How many lines in the records below contain the word "prev"? State only that number.

Dataset entries

+++

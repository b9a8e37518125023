//! Indicator kind to wire key conversion.

/// Converts a mixed-case indicator kind into its upper snake case wire key.
///
/// A `_` is inserted between a lowercase letter or digit and a following
/// uppercase letter, then the whole string is upper-cased:
/// `HeikenAshi` becomes `HEIKEN_ASHI`, `Sma` becomes `SMA`.
pub fn normalize(kind: &str) -> String {
    let mut out = String::with_capacity(kind.len() + 4);
    let mut prev: Option<char> = None;
    for ch in kind.chars() {
        if ch.is_ascii_uppercase()
            && prev.is_some_and(|p| p.is_ascii_lowercase() || p.is_ascii_digit())
        {
            out.push('_');
        }
        out.push(ch);
        prev = Some(ch);
    }
    out.to_uppercase()
}

#[cfg(test)]
mod tests {
    use super::*;

    #[test]
    fn single_word() {
        assert_eq!(normalize("Sma"), "SMA");
        assert_eq!(normalize("Rsi"), "RSI");
        assert_eq!(normalize("Supertrend"), "SUPERTREND");
    }

    #[test]
    fn multi_word() {
        assert_eq!(normalize("HeikenAshi"), "HEIKEN_ASHI");
        assert_eq!(normalize("fooBarBaz"), "FOO_BAR_BAZ");
    }

    #[test]
    fn digit_before_upper() {
        assert_eq!(normalize("Ma2Cross"), "MA2_CROSS");
    }

    #[test]
    fn consecutive_capitals_are_not_split() {
        assert_eq!(normalize("BBands"), "BBANDS");
        assert_eq!(normalize("SMA"), "SMA");
    }

    #[test]
    fn empty_stays_empty() {
        assert_eq!(normalize(""), "");
    }
}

+++

Written answer ▸
3